Model selection revealed that parasite load dynamics are governed by independent time-strain and time-tissue interactions, while excluding non-significant three-way (time × tissue × strain) and direct tissue-strain effects. These results demonstrate a strain-specific proliferation pattern that remains consistent across tissues, with the hybrid strain M19672 showing the highest levels, followed by L. (V.) shawi M8408, and L. (V.) guyanensis M4147 (Figure 3A). The tissue-specific progression rates were marginally significantly higher in skin (p = 0.09) than in lymph nodes across all strains (Figure 3B), as detected in the temporal progression between tissues, it gains relevance considering that the model was based on log-transformed data. This final model explains 48.3% of variance (adj. r² = 0.46, F(7,191) = 25.46, p < 0.001), with residual error = 1.107 log₁₀ units.

Figure 3

Figure 3. Significant temporal interactions modulating Leishmania parasite load dynamics. Multiple regression modeling of log₁₀-transformed (log10 + 1) parasite loads (promastigotes/mg tissue) identified two key interaction effects: (A) strain × time (hybrid strain M19672 load exhibited significantly higher proliferation intensity (p<0.05) than both L. (V.) guyanensis (M4147) and L. (V.) shawi (M8408), which showed similar kinetic, and (B) tissue × time (skin demonstrated elevated parasite loads compared to lymph node, regardless Leishmania strain). Non-parametric LOESS curves (span = 0.75) with 95% confidence bands illustrate overall trends. Statistically significant pairwise differences, indicated by asterisks and respective p-values, were identified through linear modeling of log₁₀-transformed data.

3.4 Cytokine profile in the skin and lymph node of BALB/c mice infected with hybrid L. (V.) guyanensis/L. (V.) shawi and its parental species

The data on cytokine quantification in skin and lymph nodes of the experimental groups are summarized in Table 1. IFN-γ production in the skin and lymph nodes of mice infected with the hybrid parasite was significantly lower (1418 pg/mL/g and 3873 pg/mL/g, respectively; P < 0.05) than that detected in mice infected with either parental species, L. (V.) guyanensis (skin: 3232 pg/mL/g; lymph nodes: 4892 pg/mL/g) and L. (V.) shawi (skin: 3271 pg/mL/g; lymph nodes: 10,590 pg/mL/g) or in uninfected controls (skin: 2604 pg/mL/g; lymph nodes:13,090 pg/mL/g) (Figure 4A).

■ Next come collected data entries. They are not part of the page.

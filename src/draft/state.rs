//! Editable letter draft.
//!
//! The draft is an immutable value: every named operation consumes the
//! current draft and returns the next one, so renumbering and row removal
//! are pure and directly testable. Field values are kept as raw form input
//! (`attachments_count` is a string until submission) and only coerced when
//! the payload is built.

use chrono::NaiveDate;
use serde::{Deserialize, Serialize};
use thiserror::Error;
use utoipa::ToSchema;
use uuid::Uuid;

use crate::letter::models::{Activity, Letter, LetterPayload, LetterType, Signatory};
use crate::letter::validation::{
    validate_required, validate_signatories, ValidationError, ValidationErrors,
};

/// Errors from draft operations that reference rows by index.
#[derive(Debug, Error, PartialEq, Eq)]
pub enum DraftError {
    #[error("Penandatangan ke-{0} tidak ditemukan")]
    SignatoryOutOfRange(usize),
    #[error("Kegiatan ke-{0} tidak ditemukan")]
    ActivityOutOfRange(usize),
    #[error("Minimal satu baris penandatangan harus ada")]
    LastSignatory,
    #[error("Minimal satu baris kegiatan harus ada")]
    LastActivity,
    #[error("Perusahaan belum dipilih")]
    MissingCompany,
}

/// Partial update of the letter's scalar fields.
#[derive(Debug, Default, Clone, Deserialize, ToSchema)]
pub struct DraftInfoPatch {
    pub letter_number: Option<String>,
    pub company_id: Option<Uuid>,
    pub date: Option<NaiveDate>,
    pub subject: Option<String>,
    #[schema(value_type = Option<String>, example = "general")]
    pub letter_type: Option<LetterType>,
    pub recipient_name: Option<String>,
    pub recipient_position: Option<String>,
    pub recipient_address: Option<String>,
    pub content: Option<String>,
    pub attachments_count: Option<String>,
    pub cc_list: Option<String>,
}

/// Partial update of one signatory row.
#[derive(Debug, Default, Clone, Deserialize, ToSchema)]
pub struct SignatoryPatch {
    pub name: Option<String>,
    pub position: Option<String>,
}

/// Partial update of one activity row.
#[derive(Debug, Default, Clone, Deserialize, ToSchema)]
pub struct ActivityPatch {
    pub kegiatan: Option<String>,
    pub jumlah: Option<String>,
    pub satuan: Option<String>,
    pub hasil: Option<String>,
    pub keterangan: Option<String>,
}

#[derive(Debug, Clone, PartialEq, Serialize, Deserialize, ToSchema)]
pub struct LetterDraft {
    pub letter_number: String,
    pub company_id: Option<Uuid>,
    pub date: NaiveDate,
    pub subject: String,
    #[schema(value_type = String, example = "general")]
    pub letter_type: LetterType,
    pub recipient_name: String,
    pub recipient_position: String,
    pub recipient_address: String,
    pub content: String,
    /// Raw form input; coerced to a non-negative integer on submission.
    pub attachments_count: String,
    pub cc_list: String,
    pub signatories: Vec<Signatory>,
    pub activities: Vec<Activity>,
}

/// Renumber activities to the contiguous sequence 1..N, preserving order.
pub fn renumber_activities(mut activities: Vec<Activity>) -> Vec<Activity> {
    for (idx, activity) in activities.iter_mut().enumerate() {
        activity.no = (idx + 1) as u32;
    }
    activities
}

impl LetterDraft {
    /// Blank creation form: today's date, one empty signatory row and one
    /// empty activity row, like the form starts out.
    pub fn new() -> Self {
        Self {
            letter_number: String::new(),
            company_id: None,
            date: chrono::Local::now().date_naive(),
            subject: String::new(),
            letter_type: LetterType::General,
            recipient_name: String::new(),
            recipient_position: String::new(),
            recipient_address: String::new(),
            content: String::new(),
            attachments_count: "0".to_string(),
            cc_list: String::new(),
            signatories: vec![Signatory::blank()],
            activities: vec![Activity::blank(1)],
        }
    }

    /// Edit form seeded from a stored letter. Empty stored lists still get
    /// one blank row so the form always has something to edit.
    pub fn from_letter(letter: Letter) -> Self {
        let signatories = if letter.signatories.is_empty() {
            vec![Signatory::blank()]
        } else {
            letter.signatories
        };
        let activities = if letter.activities.is_empty() {
            vec![Activity::blank(1)]
        } else {
            letter.activities
        };

        Self {
            letter_number: letter.letter_number,
            company_id: Some(letter.company_id),
            date: letter.date,
            subject: letter.subject,
            letter_type: letter.letter_type,
            recipient_name: letter.recipient_name,
            recipient_position: letter.recipient_position.unwrap_or_default(),
            recipient_address: letter.recipient_address.unwrap_or_default(),
            content: letter.content,
            attachments_count: letter.attachments_count.to_string(),
            cc_list: letter.cc_list,
            signatories,
            activities,
        }
    }

    pub fn apply_info(mut self, patch: DraftInfoPatch) -> Self {
        if let Some(value) = patch.letter_number {
            self.letter_number = value;
        }
        if let Some(value) = patch.company_id {
            self.company_id = Some(value);
        }
        if let Some(value) = patch.date {
            self.date = value;
        }
        if let Some(value) = patch.subject {
            self.subject = value;
        }
        if let Some(value) = patch.letter_type {
            self.letter_type = value;
        }
        if let Some(value) = patch.recipient_name {
            self.recipient_name = value;
        }
        if let Some(value) = patch.recipient_position {
            self.recipient_position = value;
        }
        if let Some(value) = patch.recipient_address {
            self.recipient_address = value;
        }
        if let Some(value) = patch.content {
            self.content = value;
        }
        if let Some(value) = patch.attachments_count {
            self.attachments_count = value;
        }
        if let Some(value) = patch.cc_list {
            self.cc_list = value;
        }
        self
    }

    pub fn add_signatory(mut self) -> Self {
        self.signatories.push(Signatory::blank());
        self
    }

    pub fn update_signatory_at(
        mut self,
        index: usize,
        patch: SignatoryPatch,
    ) -> Result<Self, DraftError> {
        let signatory = self
            .signatories
            .get_mut(index)
            .ok_or(DraftError::SignatoryOutOfRange(index))?;
        if let Some(name) = patch.name {
            signatory.name = name;
        }
        if let Some(position) = patch.position {
            signatory.position = position;
        }
        Ok(self)
    }

    /// Remove one signatory row. The form never drops its last row.
    pub fn remove_signatory_at(mut self, index: usize) -> Result<Self, DraftError> {
        if index >= self.signatories.len() {
            return Err(DraftError::SignatoryOutOfRange(index));
        }
        if self.signatories.len() == 1 {
            return Err(DraftError::LastSignatory);
        }
        self.signatories.remove(index);
        Ok(self)
    }

    /// Move a signatory row to another position; display order is the
    /// left-to-right order of the signature block.
    pub fn move_signatory(mut self, from: usize, to: usize) -> Result<Self, DraftError> {
        if from >= self.signatories.len() {
            return Err(DraftError::SignatoryOutOfRange(from));
        }
        if to >= self.signatories.len() {
            return Err(DraftError::SignatoryOutOfRange(to));
        }
        let signatory = self.signatories.remove(from);
        self.signatories.insert(to, signatory);
        Ok(self)
    }

    pub fn set_signature_at(mut self, index: usize, reference: String) -> Result<Self, DraftError> {
        let signatory = self
            .signatories
            .get_mut(index)
            .ok_or(DraftError::SignatoryOutOfRange(index))?;
        signatory.signature_image = Some(reference);
        Ok(self)
    }

    pub fn clear_signature_at(mut self, index: usize) -> Result<Self, DraftError> {
        let signatory = self
            .signatories
            .get_mut(index)
            .ok_or(DraftError::SignatoryOutOfRange(index))?;
        signatory.signature_image = None;
        Ok(self)
    }

    pub fn add_activity(mut self) -> Self {
        let no = (self.activities.len() + 1) as u32;
        self.activities.push(Activity::blank(no));
        self
    }

    pub fn update_activity_at(
        mut self,
        index: usize,
        patch: ActivityPatch,
    ) -> Result<Self, DraftError> {
        let activity = self
            .activities
            .get_mut(index)
            .ok_or(DraftError::ActivityOutOfRange(index))?;
        if let Some(kegiatan) = patch.kegiatan {
            activity.kegiatan = kegiatan;
        }
        if let Some(jumlah) = patch.jumlah {
            activity.jumlah = jumlah;
        }
        if let Some(satuan) = patch.satuan {
            activity.satuan = satuan;
        }
        if let Some(hasil) = patch.hasil {
            activity.hasil = hasil;
        }
        if let Some(keterangan) = patch.keterangan {
            activity.keterangan = keterangan;
        }
        Ok(self)
    }

    /// Remove one activity row and renumber the rest to 1..N.
    pub fn remove_activity_at(mut self, index: usize) -> Result<Self, DraftError> {
        if index >= self.activities.len() {
            return Err(DraftError::ActivityOutOfRange(index));
        }
        if self.activities.len() == 1 {
            return Err(DraftError::LastActivity);
        }
        self.activities.remove(index);
        self.activities = renumber_activities(self.activities);
        Ok(self)
    }

    /// Move an activity row to another position and renumber to 1..N.
    pub fn move_activity(mut self, from: usize, to: usize) -> Result<Self, DraftError> {
        if from >= self.activities.len() {
            return Err(DraftError::ActivityOutOfRange(from));
        }
        if to >= self.activities.len() {
            return Err(DraftError::ActivityOutOfRange(to));
        }
        let activity = self.activities.remove(from);
        self.activities.insert(to, activity);
        self.activities = renumber_activities(self.activities);
        Ok(self)
    }

    /// Run the submission rules. Blocks submission without sending anything
    /// when a required field is missing or no usable signatory exists.
    pub fn validate(&self) -> Result<(), String> {
        let mut errors = ValidationErrors::new();

        validate_required(
            &self.letter_number,
            "letter_number",
            "Nomor Surat",
            &mut errors,
        );
        if self.company_id.is_none() {
            errors.add(ValidationError::empty_field("company_id", "Perusahaan"));
        }
        validate_required(&self.subject, "subject", "Perihal", &mut errors);
        validate_required(
            &self.recipient_name,
            "recipient_name",
            "Nama Penerima",
            &mut errors,
        );
        validate_required(&self.content, "content", "Isi Surat", &mut errors);
        validate_signatories(&self.signatories, &mut errors);

        errors.into_result()
    }

    /// Build the submission payload: empty optional fields become absent,
    /// the attachment count is coerced (non-numeric input counts as 0), and
    /// incomplete signatory/activity rows are dropped.
    ///
    /// Callers must validate first; a draft without a company cannot produce
    /// a payload.
    pub fn into_payload(self) -> Result<LetterPayload, DraftError> {
        let company_id = self.company_id.ok_or(DraftError::MissingCompany)?;

        let attachments_count = self
            .attachments_count
            .trim()
            .parse::<u32>()
            .unwrap_or(0);

        let recipient_position = if self.recipient_position.trim().is_empty() {
            None
        } else {
            Some(self.recipient_position)
        };
        let recipient_address = if self.recipient_address.trim().is_empty() {
            None
        } else {
            Some(self.recipient_address)
        };

        let payload = LetterPayload {
            letter_number: self.letter_number,
            company_id,
            date: self.date,
            subject: self.subject,
            letter_type: self.letter_type,
            recipient_name: self.recipient_name,
            recipient_position,
            recipient_address,
            content: self.content,
            attachments_count,
            cc_list: self.cc_list,
            signatories: self.signatories,
            activities: self.activities,
        };

        Ok(payload.normalized())
    }
}

impl Default for LetterDraft {
    fn default() -> Self {
        Self::new()
    }
}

In contrast, IL-4 levels were significantly elevated (P < 0.05) in the skin of hybrid-infected mice (2527 pg/mL/g) compared to the control group (107.7 pg/mL/g) (Figure 4C). Similarly, L. (V.) guyanensis infection induced higher IL-4 production in both the skin (3073 pg/mL/g) and lymph nodes (13,570 pg/mL/g) compared to uninfected mice (P < 0.05). IL-10 production in the skin of hybrid-infected mice (1061 pg/mL/g) was significantly lower than in the L. (V.) guyanensis-infected group (3003 pg/mL/g; P < 0.05). No significant differences were observed in IL-12p40 levels between the hybrid and parental infections (Figures 4B, D). Interestingly, IFN-γ levels in the skin of L. (V.) guyanensis-infected mice did not differ from those in uninfected controls (P > 0.05), although lymph node production was significantly reduced compared to controls (P < 0.05). Mice infected with L. (V.) shawi showed cytokine levels—both pro-inflammatory and anti-inflammatory comparable to those of uninfected controls in both analyzed tissues (P > 0.05) (Figure 4).

Table 1

Table 1. Cytokine production (pg/mL/g tissue) in skin and lymph nodes of BALB/c mice infected with hybrid and parental Leishmania species or uninfected (control).

Figure 4

Figure 4. Quantitative analysis of cytokines in experimental BALB/c infection by different Leishmania (Viannia) species at 35 days PI. Data presented are the mean values ± standard error. (A) INF-γ production in skin and lymph node of BALB/c mice infected by hybrid strain M19672, L. (V.) guyanensis (M4147), L. (V.) shawi (M8408), and non-infected control group. (B) IL-12p40 production in skin and lymph node of BALB/c mice infected by hybrid strain M19672, L. (V.) guyanensis (M4147), L. (V.) shawi (M8408), and non-infected control group. (C) IL-4 production in skin and lymph node of BALB/c mice infected by hybrid strain M19672, L. (V.) guyanensis, L. (V.) shawi, and non-infected control group. (D) IL-10 production in skin and lymph node of BALB/c mice infected by hybrid strain M19672, L. (V.) guyanensis (M4147), L. (V.) shawi (M8408), and non-infected control group. Ω: p-value < 0.05 to L. (V.) guyanensis infection compared to M19672 infected group. ΩΩ p-value < 0.05 to L. (V.) shawi infection compared to M19672 infected group. *p-value < 0.05 to L. (V.) guyanensis infection compared to control group. **p-value < 0.05 to M19672 infection compared to control group.

4 Discussion

The aim of this study was to evaluate the infection behavior of the hybrid L. (V.) guyanensis/L. (V.) shawi (M19672) in relation to the parental species. Infection by the hybrid parasite was found to occur earlier and progress faster compared to the parental strains, which exhibited slower lesion development, peaking at later time points. The evolution of the swelling was quite heterogeneous when comparing the three groups of parasites, with L. (V.) shawi causing significantly less swelling than the other two strains. Notably, L. (V.) guyanensis produced lesions with a diameter more than double that of the hybrid parasite. These findings suggest that the inheritance of virulence factors from both L. (V.) guyanensis and L. (V.) shawi led to lesions displaying an intermediate profile compared to those observed in the parental species. These results show that a single recombination event—even between closely related parental species—can induce biological changes, underscoring the need for broader investigations of hybrid lineages within the Leishmania genus.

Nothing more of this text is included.